Bessie Locke (August 7, 1865 – April 9, 1952) was an American educator and businessperson. In 1909, she founded the National Kindergarten Association, which promoted universal acceptance of the public-school kindergarten.

== Early life ==
Locke was born in 1865 in West Cambridge, Massachusetts (today's Arlington), to William Henry Locke and Jane MacFarland Schouler. Her father was a printer, but lost his business in the Panic of 1869. The family moved to Brooklyn, New York, where Bessie attended a private kindergarten, one that was amongst only a few in the United States at the time that was English-speaking.

She was educated in the public schools of Brooklyn, working as a teenager as a bookkeeper, before attending Columbia University; she did not obtain a degree, however.

== Career ==
After a two-year stint as an assistant to the pastor of All Souls Church in Brooklyn, Locke managed a hat-making store in North Carolina which was owned by her uncle.

In 1892, she visited a kindergarten in New York City which was operated by an acquaintance of hers. Impressed by the results of the children's education, she founded the East End Kindergarten Union of Brooklyn and, later, the Brooklyn Free Kindergarten Society. In 1899, she organized the New York Kindergarten Society.

=== National Kindergarten Association ===
Locke founded the National Association for the Promotion of Kindergarten Education in 1909. It became the National Kindergarten Association two years later. The company was initially based in New York City's brand-new Metropolitan Life Insurance Company Tower, located at 1 Madison Avenue in Manhattan, but later moved one mile north to 8 West 40th Street, on the southern side of Bryant Park. Locke's sister, May Aldrich, was the company's secretary and a director from the time of its establishment until her death, aged 80, in 1958.

One of several additional positions Locke held was as director of the National Council of Women of the United States.
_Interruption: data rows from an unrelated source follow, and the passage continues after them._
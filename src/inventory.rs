//! Server inventory file
//!
//! A JSON array of servers the bot may hand out keys on. The file is read on
//! every use so operators can add or retire servers without a restart.

use crate::outline::Fingerprint;
use serde::Deserialize;
use std::collections::HashSet;
use std::fmt;
use std::path::{Path, PathBuf};
use thiserror::Error;

#[derive(Debug, Error)]
pub enum InventoryError {
    #[error("failed to read inventory {path}: {source}")]
    Read {
        path: PathBuf,
        #[source]
        source: std::io::Error,
    },
    #[error("invalid inventory: {0}")]
    Parse(#[from] serde_json::Error),
    #[error("server {0:?} is listed twice")]
    DuplicateServer(String),
}

/// VPN flavour a server runs
#[derive(Debug, Clone, Copy, PartialEq, Eq, Deserialize)]
#[serde(rename_all = "lowercase")]
pub enum ServerKind {
    Outline,
    Amnezia,
}

impl fmt::Display for ServerKind {
    fn fmt(&self, f: &mut fmt::Formatter<'_>) -> fmt::Result {
        match self {
            ServerKind::Outline => f.write_str("outline"),
            ServerKind::Amnezia => f.write_str("amnezia"),
        }
    }
}

#[derive(Debug, Clone, PartialEq, Eq, Deserialize)]
pub struct Server {
    pub name: String,
    #[serde(rename = "type")]
    pub kind: ServerKind,
    #[serde(rename = "managementAPI")]
    pub management_api: String,
    #[serde(rename = "sha256fingerprint")]
    pub fingerprint: Fingerprint,
}

#[derive(Debug, Clone, Default, PartialEq, Eq)]
pub struct Inventory {
    servers: Vec<Server>,
}

impl Inventory {
    pub async fn load(path: &Path) -> Result<Self, InventoryError> {
        let raw = tokio::fs::read_to_string(path)
            .await
            .map_err(|source| InventoryError::Read {
                path: path.to_path_buf(),
                source,
            })?;
        let inventory = Self::parse(&raw)?;
        tracing::debug!(path = %path.display(), servers = inventory.servers.len(), "loaded inventory");
        Ok(inventory)
    }

    /// Server names are the user-facing identifiers and must be unique
    pub fn parse(raw: &str) -> Result<Self, InventoryError> {
        let servers: Vec<Server> = serde_json::from_str(raw)?;

        let mut seen = HashSet::new();
        if let Some(dup) = servers.iter().find(|s| !seen.insert(s.name.as_str())) {
            return Err(InventoryError::DuplicateServer(dup.name.clone()));
        }

        Ok(Self { servers })
    }

    pub fn servers(&self) -> &[Server] {
        &self.servers
    }

    pub fn outline_servers(&self) -> impl Iterator<Item = &Server> {
        self.servers.iter().filter(|s| s.kind == ServerKind::Outline)
    }

    pub fn find(&self, name: &str) -> Option<&Server> {
        self.servers.iter().find(|s| s.name == name)
    }
}
//! In-memory key backend for dialog tests

use super::{belongs_to, key_name_for, KeyBackend, KeyError, UserKey};
use crate::inventory::{Server, ServerKind};
use crate::outline::{AccessKey, Fingerprint, OutlineError};
use crate::session::ChatUser;
use async_trait::async_trait;
use reqwest::StatusCode;
use std::sync::Mutex;

pub fn server(name: &str, kind: ServerKind) -> Server {
    Server {
        name: name.to_string(),
        kind,
        management_api: format!("https://{name}.test/api"),
        fingerprint: Fingerprint::of(name.as_bytes()),
    }
}

#[derive(Debug, Default)]
struct State {
    keys: Vec<UserKey>,
    next_id: u32,
    deleted: Vec<(String, String)>,
}

/// Key backend holding everything in memory
#[derive(Debug, Default)]
pub struct MemoryKeys {
    servers: Vec<Server>,
    state: Mutex<State>,
    failing: Mutex<bool>,
}

impl MemoryKeys {
    pub fn new(servers: Vec<Server>) -> Self {
        Self {
            servers,
            ..Self::default()
        }
    }

    /// Seed a key on `server` with an explicit name
    pub fn insert(&self, server: &str, name: &str) -> UserKey {
        let server = self
            .servers
            .iter()
            .find(|s| s.name == server)
            .cloned()
            .unwrap();
        let mut state = self.state.lock().unwrap();
        state.next_id += 1;
        let id = state.next_id.to_string();
        let key = UserKey {
            key: AccessKey {
                id: id.clone(),
                name: name.to_string(),
                password: "pw".to_string(),
                port: 443,
                method: "chacha20-ietf-poly1305".to_string(),
                access_url: format!("ss://{id}@{}:443", server.name),
            },
            server,
        };
        state.keys.push(key.clone());
        key
    }

    /// Make every following call fail with a server error
    pub fn fail(&self) {
        *self.failing.lock().unwrap() = true;
    }

    pub fn keys(&self) -> Vec<UserKey> {
        self.state.lock().unwrap().keys.clone()
    }

    pub fn deleted(&self) -> Vec<(String, String)> {
        self.state.lock().unwrap().deleted.clone()
    }

    fn check(&self) -> Result<(), KeyError> {
        if *self.failing.lock().unwrap() {
            Err(KeyError::Outline {
                server: "memory".to_string(),
                source: OutlineError::UnexpectedStatus {
                    method: "GET",
                    url: "https://memory.test/api/access-keys".to_string(),
                    status: StatusCode::INTERNAL_SERVER_ERROR,
                    expected: StatusCode::OK,
                },
            })
        } else {
            Ok(())
        }
    }

    fn outline(&self, name: &str) -> Result<&Server, KeyError> {
        let server = self
            .servers
            .iter()
            .find(|s| s.name == name)
            .ok_or_else(|| KeyError::UnknownServer(name.to_string()))?;
        match server.kind {
            ServerKind::Outline => Ok(server),
            other => Err(KeyError::Unsupported(other)),
        }
    }
}

#[async_trait]
impl KeyBackend for MemoryKeys {
    async fn servers(&self) -> Result<Vec<Server>, KeyError> {
        self.check()?;
        Ok(self.servers.clone())
    }

    async fn list_user_keys(&self, user: &ChatUser) -> Result<Vec<UserKey>, KeyError> {
        self.check()?;
        Ok(self
            .keys()
            .into_iter()
            .filter(|k| belongs_to(&k.key.name, user))
            .collect())
    }

    async fn create_key(&self, server: &str, user: &ChatUser) -> Result<UserKey, KeyError> {
        self.check()?;
        let name = self.outline(server)?.name.clone();
        Ok(self.insert(&name, &key_name_for(user)))
    }

    async fn delete_key(&self, server: &str, id: &str, user: &ChatUser) -> Result<(), KeyError> {
        self.check()?;
        self.outline(server)?;

        let mut state = self.state.lock().unwrap();
        let position = state
            .keys
            .iter()
            .position(|k| k.server.name == server && k.key.id == id && belongs_to(&k.key.name, user))
            .ok_or_else(|| KeyError::NotOwned {
                server: server.to_string(),
                id: id.to_string(),
            })?;
        state.keys.remove(position);
        state.deleted.push((server.to_string(), id.to_string()));
        Ok(())
    }
}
She was also an honorary vice-president of the International Council of Women.

== Death ==
Locke died in 1952, aged 86. She was buried in Hope Cemetery, Kennebunk, Maine, alongside her parents, who had retired to the town in the late 19th century, and several siblings. Her mother died in 1900, when Locke was around 35 years old; her father died in 1917, aged 79 or 80.

Her business remained in operation for the next 24 years, dissolving in 1976.